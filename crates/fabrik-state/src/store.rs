//! StateStore — redb-backed resource persistence for Fabrik.
//!
//! Provides versioned CRUD over resources plus label-filtered listing and
//! watches. All values are JSON-serialized into redb's `&[u8]` value
//! columns. The store supports both on-disk and in-memory backends (the
//! latter for testing).

use std::collections::BTreeMap;
use std::path::Path;
use std::sync::Arc;

use redb::{Database, ReadableDatabase, ReadableTable};
use tracing::debug;

use crate::error::{StateError, StateResult};
use crate::selector::LabelSelector;
use crate::tables::*;
use crate::types::*;
use crate::watch::{
    DEFAULT_HISTORY_CAPACITY, EventKind, Watch, WatchEvent, WatchHub, WatchOptions,
};

/// Convert any `Display` error into a `StateError` variant via a closure factory.
macro_rules! map_err {
    ($variant:ident) => {
        |e| StateError::$variant(e.to_string())
    };
}

/// Outcome of a write closure run inside [`StateStore::mutate`].
enum Mutation {
    Put(EventKind, Resource),
    Remove(Resource),
}

/// Thread-safe resource store backed by redb.
#[derive(Clone)]
pub struct StateStore {
    db: Arc<Database>,
    hub: Arc<WatchHub>,
}

impl StateStore {
    /// Open (or create) a persistent resource store at the given path.
    pub fn open(path: &Path) -> StateResult<Self> {
        let db = Database::create(path).map_err(map_err!(Open))?;
        let store = Self::from_database(db);
        store.ensure_tables()?;
        debug!(?path, "state store opened");
        Ok(store)
    }

    /// Create an ephemeral in-memory resource store (for testing).
    pub fn open_in_memory() -> StateResult<Self> {
        let backend = redb::backends::InMemoryBackend::new();
        let db = Database::builder()
            .create_with_backend(backend)
            .map_err(map_err!(Open))?;
        let store = Self::from_database(db);
        store.ensure_tables()?;
        debug!("in-memory state store opened");
        Ok(store)
    }

    fn from_database(db: Database) -> Self {
        Self {
            db: Arc::new(db),
            hub: Arc::new(WatchHub::new(DEFAULT_HISTORY_CAPACITY)),
        }
    }

    /// Replace the watch history with one retaining `capacity` events.
    /// Only meaningful before any watch or write.
    pub fn with_history_capacity(mut self, capacity: usize) -> Self {
        self.hub = Arc::new(WatchHub::new(capacity));
        self
    }

    /// Create all tables if they don't exist yet.
    fn ensure_tables(&self) -> StateResult<()> {
        let txn = self.db.begin_write().map_err(map_err!(Transaction))?;
        // Opening a table in a write transaction creates it if absent.
        txn.open_table(RESOURCES).map_err(map_err!(Table))?;
        txn.open_table(META).map_err(map_err!(Table))?;
        txn.commit().map_err(map_err!(Transaction))?;
        Ok(())
    }

    /// Revision of the last committed write.
    pub fn revision(&self) -> StateResult<u64> {
        let txn = self.db.begin_read().map_err(map_err!(Transaction))?;
        let meta = txn.open_table(META).map_err(map_err!(Table))?;
        let revision = meta
            .get(REVISION_KEY)
            .map_err(map_err!(Read))?
            .map(|guard| guard.value())
            .unwrap_or(0);
        Ok(revision)
    }

    // ── Write path ─────────────────────────────────────────────────

    /// Run one write transaction against `key` and publish the change.
    ///
    /// The hub lock is held from before the transaction until after the
    /// event is published, which keeps event order equal to commit order.
    fn mutate<F>(&self, key: &ResourceKey, op: F) -> StateResult<Resource>
    where
        F: FnOnce(Option<Resource>, u64) -> StateResult<Mutation>,
    {
        let table_key = key.table_key();
        self.hub.locked(|hub| {
            let txn = self.db.begin_write().map_err(map_err!(Transaction))?;
            let (revision, kind, resource) = {
                let mut table = txn.open_table(RESOURCES).map_err(map_err!(Table))?;
                let mut meta = txn.open_table(META).map_err(map_err!(Table))?;

                let current: Option<Resource> =
                    match table.get(table_key.as_str()).map_err(map_err!(Read))? {
                        Some(guard) => Some(
                            serde_json::from_slice(guard.value())
                                .map_err(map_err!(Deserialize))?,
                        ),
                        None => None,
                    };
                let last = meta
                    .get(REVISION_KEY)
                    .map_err(map_err!(Read))?
                    .map(|guard| guard.value())
                    .unwrap_or(0);
                let revision = last + 1;

                let (kind, resource) = match op(current, revision)? {
                    Mutation::Put(kind, resource) => {
                        let value = serde_json::to_vec(&resource).map_err(map_err!(Serialize))?;
                        table
                            .insert(table_key.as_str(), value.as_slice())
                            .map_err(map_err!(Write))?;
                        (kind, resource)
                    }
                    Mutation::Remove(resource) => {
                        table.remove(table_key.as_str()).map_err(map_err!(Write))?;
                        (EventKind::Deleted, resource)
                    }
                };
                meta.insert(REVISION_KEY, revision)
                    .map_err(map_err!(Write))?;
                (revision, kind, resource)
            };
            txn.commit().map_err(map_err!(Transaction))?;

            hub.publish(WatchEvent {
                kind,
                revision,
                resource: resource.clone(),
            });
            debug!(key = %table_key, revision, ?kind, "resource written");
            Ok(resource)
        })
    }

    // ── Resources ──────────────────────────────────────────────────

    /// Create a resource. Fails with `AlreadyExists` if the id is taken.
    pub fn create_resource(&self, new: NewResource) -> StateResult<Resource> {
        let key = new.key.clone();
        self.mutate(&key, move |current, revision| {
            if current.is_some() {
                return Err(StateError::AlreadyExists(new.key.to_string()));
            }
            let now = epoch_secs();
            let mut status = new.status;
            status.state_changed_at_ms = epoch_millis();
            Ok(Mutation::Put(
                EventKind::Added,
                Resource {
                    key: new.key,
                    labels: new.labels,
                    options: new.options,
                    status,
                    operator_metadata: BTreeMap::new(),
                    resource_version: revision,
                    created_at: now,
                    updated_at: now,
                },
            ))
        })
    }

    /// Get a resource by key.
    pub fn get_resource(&self, key: &ResourceKey) -> StateResult<Resource> {
        let txn = self.db.begin_read().map_err(map_err!(Transaction))?;
        let table = txn.open_table(RESOURCES).map_err(map_err!(Table))?;
        match table.get(key.table_key().as_str()).map_err(map_err!(Read))? {
            Some(guard) => serde_json::from_slice(guard.value()).map_err(map_err!(Deserialize)),
            None => Err(StateError::NotFound(key.to_string())),
        }
    }

    /// Apply a conditional status and/or metadata update.
    ///
    /// Rejects stale `expected_version`s with `Conflict` and status writes
    /// that are not valid lifecycle transitions with `InvalidTransition`.
    pub fn update_resource(
        &self,
        key: &ResourceKey,
        update: ResourceUpdate,
    ) -> StateResult<Resource> {
        self.mutate(key, move |current, revision| {
            let mut resource = current.ok_or_else(|| StateError::NotFound(key.to_string()))?;
            if let Some(expected) = update.expected_version {
                if expected != resource.resource_version {
                    return Err(StateError::Conflict {
                        key: key.to_string(),
                        expected,
                        actual: resource.resource_version,
                    });
                }
            }
            if let Some(mut status) = update.status {
                let from = resource.status.state;
                if !from.can_transition_to(status.state) {
                    return Err(StateError::InvalidTransition {
                        key: key.to_string(),
                        from,
                        to: status.state,
                    });
                }
                status.state_changed_at_ms = if from == status.state {
                    resource.status.state_changed_at_ms
                } else {
                    epoch_millis()
                };
                resource.status = status;
            }
            for (name, value) in update.operator_metadata {
                match value {
                    Some(v) => resource.operator_metadata.insert(name, v),
                    None => resource.operator_metadata.remove(&name),
                };
            }
            resource.resource_version = revision;
            resource.updated_at = epoch_secs();
            Ok(Mutation::Put(EventKind::Modified, resource))
        })
    }

    /// Delete a resource, optionally only if it is still at `expected_version`.
    pub fn delete_resource(
        &self,
        key: &ResourceKey,
        expected_version: Option<u64>,
    ) -> StateResult<Resource> {
        self.mutate(key, move |current, _| {
            let resource = current.ok_or_else(|| StateError::NotFound(key.to_string()))?;
            if let Some(expected) = expected_version {
                if expected != resource.resource_version {
                    return Err(StateError::Conflict {
                        key: key.to_string(),
                        expected,
                        actual: resource.resource_version,
                    });
                }
            }
            Ok(Mutation::Remove(resource))
        })
    }

    /// List resources of one `(group, kind)` matching `selector`, ordered by id.
    pub fn list_resources(
        &self,
        group: &str,
        kind: &str,
        selector: &LabelSelector,
    ) -> StateResult<Vec<Resource>> {
        let txn = self.db.begin_read().map_err(map_err!(Transaction))?;
        let table = txn.open_table(RESOURCES).map_err(map_err!(Table))?;
        self.scan(&table, group, kind, selector)
    }

    fn scan(
        &self,
        table: &impl ReadableTable<&'static str, &'static [u8]>,
        group: &str,
        kind: &str,
        selector: &LabelSelector,
    ) -> StateResult<Vec<Resource>> {
        let prefix = ResourceKey::kind_prefix(group, kind);
        let mut results = Vec::new();
        for entry in table.range(prefix.as_str()..).map_err(map_err!(Read))? {
            let (key, value) = entry.map_err(map_err!(Read))?;
            if !key.value().starts_with(&prefix) {
                break;
            }
            let resource: Resource =
                serde_json::from_slice(value.value()).map_err(map_err!(Deserialize))?;
            if selector.matches(&resource) {
                results.push(resource);
            }
        }
        Ok(results)
    }

    // ── Watches ────────────────────────────────────────────────────

    /// Establish a watch on one `(group, kind)`.
    ///
    /// Without a bookmark the watch first yields every current match as an
    /// `Added` event, then live changes. With a bookmark it replays retained
    /// history after that revision, or fails with `Expired`.
    pub fn watch(
        &self,
        group: &str,
        kind: &str,
        selector: LabelSelector,
        options: WatchOptions,
    ) -> StateResult<Watch> {
        self.hub.locked(|hub| {
            let (backlog, bookmark) = match options.since {
                Some(since) => (hub.replay_after(since)?, since),
                None => {
                    let txn = self.db.begin_read().map_err(map_err!(Transaction))?;
                    let table = txn.open_table(RESOURCES).map_err(map_err!(Table))?;
                    let meta = txn.open_table(META).map_err(map_err!(Table))?;
                    let revision = meta
                        .get(REVISION_KEY)
                        .map_err(map_err!(Read))?
                        .map(|guard| guard.value())
                        .unwrap_or(0);
                    let listed = self
                        .scan(&table, group, kind, &selector)?
                        .into_iter()
                        .map(|resource| WatchEvent {
                            kind: EventKind::Added,
                            revision: resource.resource_version,
                            resource,
                        })
                        .collect();
                    (listed, revision)
                }
            };
            debug!(%group, %kind, %selector, bookmark, "watch established");
            Ok(Watch::new(
                group,
                kind,
                selector,
                backlog,
                hub.subscribe(),
                options.timeout,
                bookmark,
            ))
        })
    }
}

**********

In the entries above, which lines hold the string "ResourceKey"? Report all of them.

Output below.
    fn mutate<F>(&self, key: &ResourceKey, op: F) -> StateResult<Resource>
    pub fn get_resource(&self, key: &ResourceKey) -> StateResult<Resource> {
        key: &ResourceKey,
        key: &ResourceKey,
        let prefix = ResourceKey::kind_prefix(group, kind);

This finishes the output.